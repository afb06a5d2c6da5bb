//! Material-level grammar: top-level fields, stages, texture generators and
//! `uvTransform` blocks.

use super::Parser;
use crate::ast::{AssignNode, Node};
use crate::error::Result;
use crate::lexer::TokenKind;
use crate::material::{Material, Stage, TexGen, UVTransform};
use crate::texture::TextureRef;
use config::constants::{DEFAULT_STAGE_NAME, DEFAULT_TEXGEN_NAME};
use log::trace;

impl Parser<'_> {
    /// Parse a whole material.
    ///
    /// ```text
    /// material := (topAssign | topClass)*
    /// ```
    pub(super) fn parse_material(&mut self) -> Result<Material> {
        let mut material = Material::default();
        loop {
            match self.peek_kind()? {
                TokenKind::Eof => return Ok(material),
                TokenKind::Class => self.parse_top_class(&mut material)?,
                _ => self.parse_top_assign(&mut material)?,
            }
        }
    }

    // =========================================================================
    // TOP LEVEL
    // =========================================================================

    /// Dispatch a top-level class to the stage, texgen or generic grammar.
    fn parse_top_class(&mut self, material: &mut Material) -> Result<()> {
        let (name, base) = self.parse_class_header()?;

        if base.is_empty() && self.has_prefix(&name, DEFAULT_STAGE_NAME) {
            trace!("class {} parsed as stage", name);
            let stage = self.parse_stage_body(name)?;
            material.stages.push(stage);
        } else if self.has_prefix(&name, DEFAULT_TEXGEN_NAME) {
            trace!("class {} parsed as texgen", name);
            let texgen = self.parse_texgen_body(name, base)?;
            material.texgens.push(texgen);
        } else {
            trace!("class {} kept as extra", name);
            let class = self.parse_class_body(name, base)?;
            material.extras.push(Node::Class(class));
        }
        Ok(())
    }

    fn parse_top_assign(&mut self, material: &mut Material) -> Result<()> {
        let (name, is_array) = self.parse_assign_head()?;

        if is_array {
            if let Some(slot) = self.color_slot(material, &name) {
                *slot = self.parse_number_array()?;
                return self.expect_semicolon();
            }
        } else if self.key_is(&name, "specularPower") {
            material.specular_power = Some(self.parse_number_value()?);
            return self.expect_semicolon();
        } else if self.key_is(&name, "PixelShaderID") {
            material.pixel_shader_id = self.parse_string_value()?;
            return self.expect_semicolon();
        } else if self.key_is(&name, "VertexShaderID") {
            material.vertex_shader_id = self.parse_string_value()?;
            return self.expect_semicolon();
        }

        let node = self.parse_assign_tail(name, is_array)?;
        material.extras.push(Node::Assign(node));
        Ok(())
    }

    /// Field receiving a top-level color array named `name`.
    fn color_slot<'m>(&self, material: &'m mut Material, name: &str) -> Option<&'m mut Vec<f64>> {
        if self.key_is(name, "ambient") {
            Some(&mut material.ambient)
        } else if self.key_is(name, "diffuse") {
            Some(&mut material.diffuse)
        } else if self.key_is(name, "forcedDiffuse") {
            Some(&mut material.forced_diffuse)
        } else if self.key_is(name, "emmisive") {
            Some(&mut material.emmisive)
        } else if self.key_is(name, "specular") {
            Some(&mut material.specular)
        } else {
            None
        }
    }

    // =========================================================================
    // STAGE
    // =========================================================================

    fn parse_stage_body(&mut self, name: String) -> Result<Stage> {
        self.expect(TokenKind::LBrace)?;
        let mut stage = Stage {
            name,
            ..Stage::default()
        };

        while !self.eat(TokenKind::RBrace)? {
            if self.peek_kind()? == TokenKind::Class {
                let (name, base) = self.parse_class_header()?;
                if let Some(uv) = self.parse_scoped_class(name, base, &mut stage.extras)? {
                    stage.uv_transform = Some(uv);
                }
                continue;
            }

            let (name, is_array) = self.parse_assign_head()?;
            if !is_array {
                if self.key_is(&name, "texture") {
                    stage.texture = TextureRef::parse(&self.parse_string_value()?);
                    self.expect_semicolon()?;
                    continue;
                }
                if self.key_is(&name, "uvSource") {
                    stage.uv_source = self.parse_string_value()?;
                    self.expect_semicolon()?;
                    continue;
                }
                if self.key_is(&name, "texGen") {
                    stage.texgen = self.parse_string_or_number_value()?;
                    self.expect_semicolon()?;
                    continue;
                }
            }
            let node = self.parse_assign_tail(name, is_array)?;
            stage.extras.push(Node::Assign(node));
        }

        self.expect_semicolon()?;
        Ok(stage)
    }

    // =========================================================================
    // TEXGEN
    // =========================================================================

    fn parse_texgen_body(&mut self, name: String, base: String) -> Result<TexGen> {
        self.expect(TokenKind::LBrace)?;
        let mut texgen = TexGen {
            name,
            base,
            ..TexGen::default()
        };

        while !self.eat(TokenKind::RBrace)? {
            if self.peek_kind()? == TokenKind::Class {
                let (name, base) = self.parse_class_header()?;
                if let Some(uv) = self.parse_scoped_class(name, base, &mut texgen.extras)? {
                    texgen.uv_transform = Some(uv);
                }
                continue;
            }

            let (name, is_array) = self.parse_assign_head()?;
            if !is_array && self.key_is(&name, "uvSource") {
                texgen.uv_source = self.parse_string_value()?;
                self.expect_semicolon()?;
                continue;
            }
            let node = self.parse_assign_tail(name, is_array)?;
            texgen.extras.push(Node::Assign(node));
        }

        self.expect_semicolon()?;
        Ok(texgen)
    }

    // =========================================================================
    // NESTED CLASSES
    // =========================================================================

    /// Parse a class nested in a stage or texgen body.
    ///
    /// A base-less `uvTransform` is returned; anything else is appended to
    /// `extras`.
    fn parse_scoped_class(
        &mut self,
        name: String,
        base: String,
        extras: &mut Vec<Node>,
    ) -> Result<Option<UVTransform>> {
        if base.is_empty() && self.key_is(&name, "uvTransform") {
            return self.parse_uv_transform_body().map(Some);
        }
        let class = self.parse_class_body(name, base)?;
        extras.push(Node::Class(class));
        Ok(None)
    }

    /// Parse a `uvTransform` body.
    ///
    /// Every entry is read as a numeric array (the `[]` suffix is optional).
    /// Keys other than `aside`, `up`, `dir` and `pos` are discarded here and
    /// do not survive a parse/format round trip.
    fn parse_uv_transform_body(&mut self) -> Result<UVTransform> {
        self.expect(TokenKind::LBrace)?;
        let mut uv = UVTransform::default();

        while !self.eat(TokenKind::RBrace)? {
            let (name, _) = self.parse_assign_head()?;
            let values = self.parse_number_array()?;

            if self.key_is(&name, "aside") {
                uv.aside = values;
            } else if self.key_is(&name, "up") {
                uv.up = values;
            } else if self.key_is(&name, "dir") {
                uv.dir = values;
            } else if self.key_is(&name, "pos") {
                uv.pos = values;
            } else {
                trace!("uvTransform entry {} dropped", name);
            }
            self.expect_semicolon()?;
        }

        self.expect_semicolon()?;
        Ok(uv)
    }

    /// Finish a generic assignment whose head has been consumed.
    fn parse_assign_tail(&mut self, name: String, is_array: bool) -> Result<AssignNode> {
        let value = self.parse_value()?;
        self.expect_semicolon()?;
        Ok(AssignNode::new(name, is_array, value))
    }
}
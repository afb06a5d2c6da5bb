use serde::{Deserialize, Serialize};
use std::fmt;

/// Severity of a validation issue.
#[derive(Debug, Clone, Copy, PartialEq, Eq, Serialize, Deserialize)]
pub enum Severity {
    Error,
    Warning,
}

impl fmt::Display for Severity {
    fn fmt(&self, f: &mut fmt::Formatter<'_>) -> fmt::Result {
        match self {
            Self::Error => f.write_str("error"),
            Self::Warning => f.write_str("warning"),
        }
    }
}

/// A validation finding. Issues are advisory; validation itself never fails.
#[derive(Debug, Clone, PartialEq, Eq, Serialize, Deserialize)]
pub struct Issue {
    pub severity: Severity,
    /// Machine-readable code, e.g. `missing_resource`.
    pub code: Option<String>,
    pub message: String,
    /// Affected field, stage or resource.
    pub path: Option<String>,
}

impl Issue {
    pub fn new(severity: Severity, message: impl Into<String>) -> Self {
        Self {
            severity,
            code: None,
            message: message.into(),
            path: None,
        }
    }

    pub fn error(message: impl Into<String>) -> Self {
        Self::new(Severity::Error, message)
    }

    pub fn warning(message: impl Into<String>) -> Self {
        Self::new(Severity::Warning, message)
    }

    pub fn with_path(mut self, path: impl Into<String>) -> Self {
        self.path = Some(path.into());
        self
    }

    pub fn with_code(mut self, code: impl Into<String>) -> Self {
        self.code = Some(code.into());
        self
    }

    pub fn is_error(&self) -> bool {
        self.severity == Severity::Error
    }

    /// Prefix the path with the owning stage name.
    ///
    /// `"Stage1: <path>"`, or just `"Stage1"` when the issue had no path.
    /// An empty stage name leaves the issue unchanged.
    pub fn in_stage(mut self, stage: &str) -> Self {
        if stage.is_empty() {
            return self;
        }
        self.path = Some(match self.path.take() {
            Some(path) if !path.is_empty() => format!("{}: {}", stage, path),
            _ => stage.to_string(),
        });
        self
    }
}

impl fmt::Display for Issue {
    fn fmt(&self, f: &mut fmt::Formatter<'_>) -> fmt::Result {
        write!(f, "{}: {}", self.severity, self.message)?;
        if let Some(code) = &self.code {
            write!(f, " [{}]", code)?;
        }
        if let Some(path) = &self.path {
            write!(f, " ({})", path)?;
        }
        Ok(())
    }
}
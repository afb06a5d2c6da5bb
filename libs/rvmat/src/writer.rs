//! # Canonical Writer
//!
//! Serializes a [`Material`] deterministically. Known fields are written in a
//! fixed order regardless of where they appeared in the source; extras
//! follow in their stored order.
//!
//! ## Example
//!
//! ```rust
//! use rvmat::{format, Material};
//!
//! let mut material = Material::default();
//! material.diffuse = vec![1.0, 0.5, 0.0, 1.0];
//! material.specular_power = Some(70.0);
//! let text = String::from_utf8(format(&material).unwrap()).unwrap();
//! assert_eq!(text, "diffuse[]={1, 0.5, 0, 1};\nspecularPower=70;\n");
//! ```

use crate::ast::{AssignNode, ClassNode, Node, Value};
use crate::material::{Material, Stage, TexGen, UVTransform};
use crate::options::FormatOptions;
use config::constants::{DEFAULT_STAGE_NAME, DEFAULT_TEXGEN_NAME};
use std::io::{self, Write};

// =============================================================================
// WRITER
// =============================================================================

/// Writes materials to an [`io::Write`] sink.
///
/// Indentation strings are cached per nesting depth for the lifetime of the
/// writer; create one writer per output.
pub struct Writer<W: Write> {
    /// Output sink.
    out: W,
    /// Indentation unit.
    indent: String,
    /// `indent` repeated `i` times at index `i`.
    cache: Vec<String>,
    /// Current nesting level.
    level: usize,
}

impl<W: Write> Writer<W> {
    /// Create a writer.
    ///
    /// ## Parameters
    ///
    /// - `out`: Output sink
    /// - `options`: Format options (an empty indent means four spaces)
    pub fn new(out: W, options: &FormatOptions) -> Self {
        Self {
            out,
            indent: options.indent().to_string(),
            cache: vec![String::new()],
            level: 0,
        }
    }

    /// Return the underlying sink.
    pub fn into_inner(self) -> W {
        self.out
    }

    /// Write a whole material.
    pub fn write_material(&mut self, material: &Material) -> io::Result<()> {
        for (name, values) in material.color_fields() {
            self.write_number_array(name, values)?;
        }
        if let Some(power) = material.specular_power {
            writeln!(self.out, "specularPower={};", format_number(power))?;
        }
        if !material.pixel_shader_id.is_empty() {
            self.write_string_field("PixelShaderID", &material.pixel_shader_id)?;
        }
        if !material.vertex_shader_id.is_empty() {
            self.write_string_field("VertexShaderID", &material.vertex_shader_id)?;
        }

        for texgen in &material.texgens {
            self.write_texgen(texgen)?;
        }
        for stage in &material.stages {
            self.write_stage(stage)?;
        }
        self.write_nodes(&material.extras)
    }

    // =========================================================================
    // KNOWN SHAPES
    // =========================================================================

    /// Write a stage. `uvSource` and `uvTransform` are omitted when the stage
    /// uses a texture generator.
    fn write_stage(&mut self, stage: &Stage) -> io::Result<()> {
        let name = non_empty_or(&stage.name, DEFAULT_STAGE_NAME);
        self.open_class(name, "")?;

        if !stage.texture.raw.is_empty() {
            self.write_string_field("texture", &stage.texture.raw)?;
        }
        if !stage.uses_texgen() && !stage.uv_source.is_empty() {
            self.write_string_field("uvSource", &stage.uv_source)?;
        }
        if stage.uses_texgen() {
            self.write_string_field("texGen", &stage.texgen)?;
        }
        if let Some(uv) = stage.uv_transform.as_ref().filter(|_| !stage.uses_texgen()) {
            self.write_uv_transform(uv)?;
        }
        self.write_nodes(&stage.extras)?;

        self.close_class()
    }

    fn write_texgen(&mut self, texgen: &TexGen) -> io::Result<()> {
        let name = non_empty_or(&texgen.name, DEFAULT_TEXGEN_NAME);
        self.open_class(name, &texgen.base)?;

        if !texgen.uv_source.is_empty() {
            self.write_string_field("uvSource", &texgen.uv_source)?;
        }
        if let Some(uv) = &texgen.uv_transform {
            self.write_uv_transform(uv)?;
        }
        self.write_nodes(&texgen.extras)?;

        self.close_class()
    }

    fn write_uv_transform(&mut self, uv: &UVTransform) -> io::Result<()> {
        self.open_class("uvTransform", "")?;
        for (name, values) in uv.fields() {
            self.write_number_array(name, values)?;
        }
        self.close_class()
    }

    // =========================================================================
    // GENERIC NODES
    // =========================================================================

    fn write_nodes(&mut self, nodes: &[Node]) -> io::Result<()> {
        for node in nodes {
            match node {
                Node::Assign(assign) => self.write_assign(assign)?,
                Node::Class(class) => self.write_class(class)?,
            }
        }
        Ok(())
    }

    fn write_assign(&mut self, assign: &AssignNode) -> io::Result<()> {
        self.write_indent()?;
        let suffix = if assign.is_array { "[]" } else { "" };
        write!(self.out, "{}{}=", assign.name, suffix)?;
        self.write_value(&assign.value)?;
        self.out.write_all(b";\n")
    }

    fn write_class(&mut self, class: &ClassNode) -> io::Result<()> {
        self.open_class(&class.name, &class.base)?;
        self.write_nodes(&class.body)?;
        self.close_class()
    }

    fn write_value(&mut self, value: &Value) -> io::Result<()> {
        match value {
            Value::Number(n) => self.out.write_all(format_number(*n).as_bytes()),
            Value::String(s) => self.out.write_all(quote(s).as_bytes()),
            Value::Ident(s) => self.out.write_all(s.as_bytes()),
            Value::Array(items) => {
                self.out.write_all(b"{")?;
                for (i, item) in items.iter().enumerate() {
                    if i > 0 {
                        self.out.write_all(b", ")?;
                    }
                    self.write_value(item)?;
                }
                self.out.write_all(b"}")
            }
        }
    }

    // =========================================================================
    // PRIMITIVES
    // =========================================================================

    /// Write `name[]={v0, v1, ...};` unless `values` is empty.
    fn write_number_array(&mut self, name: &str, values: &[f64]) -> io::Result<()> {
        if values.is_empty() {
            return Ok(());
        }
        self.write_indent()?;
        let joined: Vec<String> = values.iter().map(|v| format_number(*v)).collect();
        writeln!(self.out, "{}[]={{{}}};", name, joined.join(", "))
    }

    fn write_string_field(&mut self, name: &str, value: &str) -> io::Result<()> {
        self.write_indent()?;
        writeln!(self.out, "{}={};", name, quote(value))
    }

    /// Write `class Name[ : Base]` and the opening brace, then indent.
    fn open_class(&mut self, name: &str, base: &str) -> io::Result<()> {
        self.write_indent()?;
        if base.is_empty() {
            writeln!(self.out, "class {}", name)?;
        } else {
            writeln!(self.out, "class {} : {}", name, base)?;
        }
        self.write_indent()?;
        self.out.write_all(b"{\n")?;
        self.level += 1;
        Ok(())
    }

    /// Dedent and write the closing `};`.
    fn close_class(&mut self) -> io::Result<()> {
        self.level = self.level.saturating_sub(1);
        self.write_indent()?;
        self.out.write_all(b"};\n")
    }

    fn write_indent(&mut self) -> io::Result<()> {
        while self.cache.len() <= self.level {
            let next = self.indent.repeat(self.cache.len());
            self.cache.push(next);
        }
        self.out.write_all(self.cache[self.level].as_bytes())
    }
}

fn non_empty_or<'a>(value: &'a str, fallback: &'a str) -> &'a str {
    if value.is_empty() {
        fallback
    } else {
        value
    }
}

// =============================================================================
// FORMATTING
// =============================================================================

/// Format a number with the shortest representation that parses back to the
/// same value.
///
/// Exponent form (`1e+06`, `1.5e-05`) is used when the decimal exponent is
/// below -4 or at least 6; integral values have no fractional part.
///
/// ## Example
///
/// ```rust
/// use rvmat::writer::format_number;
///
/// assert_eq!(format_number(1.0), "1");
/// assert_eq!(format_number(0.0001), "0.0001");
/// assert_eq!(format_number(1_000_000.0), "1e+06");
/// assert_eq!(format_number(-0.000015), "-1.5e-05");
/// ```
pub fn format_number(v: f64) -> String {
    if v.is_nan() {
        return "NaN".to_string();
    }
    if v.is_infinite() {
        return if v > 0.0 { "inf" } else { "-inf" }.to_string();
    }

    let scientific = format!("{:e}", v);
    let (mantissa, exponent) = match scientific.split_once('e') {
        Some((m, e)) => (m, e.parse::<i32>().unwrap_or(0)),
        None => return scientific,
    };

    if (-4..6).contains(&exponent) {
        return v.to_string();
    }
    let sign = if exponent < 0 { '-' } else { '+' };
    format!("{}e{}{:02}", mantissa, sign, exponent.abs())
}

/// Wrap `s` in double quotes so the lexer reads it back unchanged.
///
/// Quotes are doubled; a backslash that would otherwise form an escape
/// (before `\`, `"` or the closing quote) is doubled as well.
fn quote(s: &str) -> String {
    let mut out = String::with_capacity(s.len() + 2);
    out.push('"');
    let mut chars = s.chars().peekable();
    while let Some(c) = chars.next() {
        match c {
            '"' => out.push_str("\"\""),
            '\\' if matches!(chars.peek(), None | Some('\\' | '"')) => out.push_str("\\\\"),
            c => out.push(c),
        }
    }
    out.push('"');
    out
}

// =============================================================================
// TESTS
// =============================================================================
###
What is required -> After locating the line with "form an escape" in the material above, return it and each line after it exactly, ending at the line with "let mut chars = s.chars().peekable();".

Written answer ->
/// Quotes are doubled; a backslash that would otherwise form an escape
/// (before `\`, `"` or the closing quote) is doubled as well.
fn quote(s: &str) -> String {
    let mut out = String::with_capacity(s.len() + 2);
    out.push('"');
    let mut chars = s.chars().peekable();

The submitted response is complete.